首都大のモデル住宅では、沖縄や東南アジアなどの蒸し暑い地域を対象とし、通風や日射遮蔽などを考慮した。武庫川女子の「キセカエハウス」は、「クラ(蔵)」と「エン(縁)」の空間を創出し、まるで季節ごとに衣服を着替えるように建具を「キセカエ」できる住まいに。早大&芝工大の改修案では、高断熱の新設壁を既存低断熱壁の内外を縫うように配置するなどし、築40年の工業化住宅の寿命を実質80年以上まで延命させる。

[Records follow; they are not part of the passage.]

//! # revoice-core
//!
//! Reusable real-time voice conversion engine SDK.
//!
//! ## Architecture
//!
//! ```text
//! Microphone → input callback → SPSC ring → Scheduler(spawn_blocking)
//!                                               │
//!                                         VAD gate decision
//!                                               │
//!                                   ChunkProcessor (16 kHz pipeline:
//!                                   high-pass → pad → pitch → embed →
//!                                   retrieve → synthesize → trim →
//!                                   envelope → limit)
//!                                               │
//! Speakers ← output callback ← SPSC ring ← target→device resample
//! ```
//!
//! Both device callbacks are zero-alloc. All heap and model work
//! happens on the scheduler thread, and a model bundle can be
//! hot-swapped while the stream runs.

#![forbid(unsafe_code)]
#![warn(clippy::all)]

pub mod audio;
pub mod buffering;
pub mod config;
pub mod engine;
pub mod error;
pub mod events;
pub mod pitch;
pub mod session;
pub mod vad;

#[cfg(feature = "onnx")]
pub mod onnx;

// Convenience re-exports for downstream crates
pub use config::{ConversionSettings, StreamConfig, FEATURE_RATE};
pub use engine::RevoiceEngine;
pub use error::{Result, RevoiceError};
pub use events::{ActivityEvent, StreamStatus, StreamStatusEvent};
pub use pitch::PitchMethod;
pub use session::backend::ConversionBackend;
pub use session::ResourceSession;

#[cfg(feature = "onnx")]
pub use onnx::OnnxBackend;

式後、早大&芝工大の学生代表を務める、早大大学院修士2年の女子学生は
「工業化住宅の低断熱壁を断熱補強するのではなく、熱を取得できるものとして活かそうと考えた。住宅の外観は、あまり変わらない。『おばあちゃんの家』をそのまま残しながらも、強力な家を作れる」
とコメント。
「学生の身分で家を建てられる貴重な機会をいただけたと思う。設計で図面を書いたので、施工途中は感動していた」
と振り返った。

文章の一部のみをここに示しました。